▸ **TASK**:
Each line from the one containing "let mut copied: u64 = 0;" through the end of the data is to be written out exactly, and nothing more.

▸ **DATA FOR THE TASK**:
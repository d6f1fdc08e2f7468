//! Bounded byte-range copy.
//!
//! The copier opens the source, clamps the requested range to the bytes
//! actually available, seeks, and streams the range into the destination
//! through a small buffer, reporting progress after every read.
//!
//! Both file handles are owned by the call and closed on drop, on success
//! and on every error path.

use crate::error::{Error, Result};
use crate::options::{OnExisting, RangeOptions};
use crate::request::CopyRequest;
use std::fs::{File, OpenOptions};
use std::io::{self, Read, Seek, SeekFrom, Write};
use std::path::Path;
use std::time::{Duration, Instant};

/// Statistics from a range copy.
#[derive(Debug, Clone, Copy, Default, PartialEq, Eq)]
pub struct RangeCopyStats {
    /// Size of the source file when it was opened
    pub source_len: u64,
    /// Requested limit after clamping to the bytes past the offset
    pub limit: u64,
    /// Bytes written to the destination
    pub bytes_copied: u64,
    /// Number of successful reads (one progress report each)
    pub reads: u64,
    /// The offset was past the end of the source; nothing was opened for writing
    pub beyond_end: bool,
    /// Wall-clock duration of the operation
    pub duration: Duration,
}

/// Copy the requested byte range from source to destination.
///
/// Equivalent to [`copy_range_with_progress`] with a callback that ignores
/// progress.
///
/// # Errors
///
/// See [`copy_range_with_progress`].
///
/// # Example
///
/// ```no_run
/// use rangecopy::{CopyRequest, RangeOptions, copy_range};
///
/// let request = CopyRequest::new("input.bin", "output.bin", 2, 5)?;
/// let stats = copy_range(&request, &RangeOptions::default())?;
/// println!("Copied {} bytes", stats.bytes_copied);
/// # Ok::<(), rangecopy::Error>(())
/// ```
pub fn copy_range(request: &CopyRequest, options: &RangeOptions) -> Result<RangeCopyStats> {
    copy_range_with_progress(request, options, |_, _| {})
}

/// Copy the requested byte range, calling `on_progress(bytes_read, limit)`
/// after each read has been written out.
///
/// `limit` is the clamped limit, so the last call always reports
/// `bytes_read == limit` unless the source shrank while being copied.
///
/// If the offset lies beyond the end of the source the call succeeds
/// without opening (or creating) the destination.
///
/// # Errors
///
/// - [`Error::SourceNotFound`] if the source does not exist
/// - [`Error::IsADirectory`] if the source is a directory
/// - [`Error::PermissionDenied`] if either file cannot be accessed
/// - [`Error::DestinationExists`] if the destination exists and the policy
///   is [`OnExisting::Error`]
/// - [`Error::Io`] for any other open, seek, read, write or sync failure
pub fn copy_range_with_progress<F>(
    request: &CopyRequest,
    options: &RangeOptions,
    mut on_progress: F,
) -> Result<RangeCopyStats>
where
    F: FnMut(u64, u64),
{
    let start = Instant::now();
    let (mut source, source_len) = open_source(request.source())?;

    let Some(limit) = request.clamped_limit(source_len) else {
        #[cfg(feature = "tracing")]
        tracing::debug!(
            offset = request.offset(),
            source_len,
            "offset beyond end of source, nothing to copy"
        );
        return Ok(RangeCopyStats {
            source_len,
            beyond_end: true,
            duration: start.elapsed(),
            ..RangeCopyStats::default()
        });
    };

    #[cfg(feature = "tracing")]
    tracing::debug!(
        source = %request.source().display(),
        destination = %request.destination().display(),
        offset = request.offset(),
        requested = request.limit(),
        limit,
        "copying range"
    );

    let mut destination = open_destination(request.destination(), options.on_existing)?;

    source
        .seek(SeekFrom::Start(request.offset()))
        .map_err(|e| Error::from_io(request.source(), e))?;

    let (bytes_copied, reads) = if limit == 0 {
        (0, 0)
    } else {
        copy_bounded(
            &mut source,
            &mut destination,
            limit,
            options.effective_buffer_size(limit),
            request,
            &mut on_progress,
        )?
    };

    if options.fsync {
        destination
            .sync_all()
            .map_err(|e| Error::from_io(request.destination(), e))?;
    }

    Ok(RangeCopyStats {
        source_len,
        limit,
        bytes_copied,
        reads,
        beyond_end: false,
        duration: start.elapsed(),
    })
}

/// Open the source read-only and return it with its size.
pub(crate) fn open_source(path: &Path) -> Result<(File, u64)> {
    let file = File::open(path).map_err(|e| match e.kind() {
        io::ErrorKind::NotFound => Error::SourceNotFound(path.to_path_buf()),
        _ => Error::from_io(path, e),
    })?;

    let meta = file.metadata().map_err(|e| Error::from_io(path, e))?;
    if meta.is_dir() {
        return Err(Error::IsADirectory(path.to_path_buf()));
    }

    Ok((file, meta.len()))
}

/// Open the destination for appending, creating it if needed.
fn open_destination(path: &Path, on_existing: OnExisting) -> Result<File> {
    let mut open = OpenOptions::new();
    open.append(true);
    match on_existing {
        OnExisting::Append => open.create(true),
        OnExisting::Error => open.create_new(true),
    };

    open.open(path).map_err(|e| match e.kind() {
        io::ErrorKind::AlreadyExists if on_existing == OnExisting::Error => {
            Error::DestinationExists(path.to_path_buf())
        }
        _ => Error::from_io(path, e),
    })
}

/// Stream at most `limit` bytes from `reader` to `writer`.
///
/// Each read of `n` bytes is written in full before the next read. Returns
/// `(bytes_copied, reads)`.
fn copy_bounded<R, W, F>(
    reader: R,
    writer: &mut W,
    limit: u64,
    buffer_size: usize,
    request: &CopyRequest,
    on_progress: &mut F,
) -> Result<(u64, u64)>
where
    R: Read,
    W: Write,
    F: FnMut(u64, u64),
{
    let mut reader = reader.take(limit);
    let mut buf = vec![0u8; buffer_size];
    let mut copied: u64 = 0;
    let mut reads: u64 = 0;

    loop {
        let n = match reader.read(&mut buf) {
            Ok(0) => break,
            Ok(n) => n,
            Err(e) if e.kind() == io::ErrorKind::Interrupted => continue,
            Err(e) => return Err(Error::from_io(request.source(), e)),
        };

        writer
            .write_all(&buf[..n])
            .map_err(|e| Error::from_io(request.destination(), e))?;

        copied += n as u64;
        reads += 1;

        #[cfg(feature = "tracing")]
        tracing::trace!(read = n, copied, limit, "chunk copied");

        on_progress(copied, limit);
    }

    Ok((copied, reads))
}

▸ **THE ANSWER**:
    let mut copied: u64 = 0;
    let mut reads: u64 = 0;

    loop {
        let n = match reader.read(&mut buf) {
            Ok(0) => break,
            Ok(n) => n,
            Err(e) if e.kind() == io::ErrorKind::Interrupted => continue,
            Err(e) => return Err(Error::from_io(request.source(), e)),
        };

        writer
            .write_all(&buf[..n])
            .map_err(|e| Error::from_io(request.destination(), e))?;

        copied += n as u64;
        reads += 1;

        #[cfg(feature = "tracing")]
        tracing::trace!(read = n, copied, limit, "chunk copied");

        on_progress(copied, limit);
    }

    Ok((copied, reads))
}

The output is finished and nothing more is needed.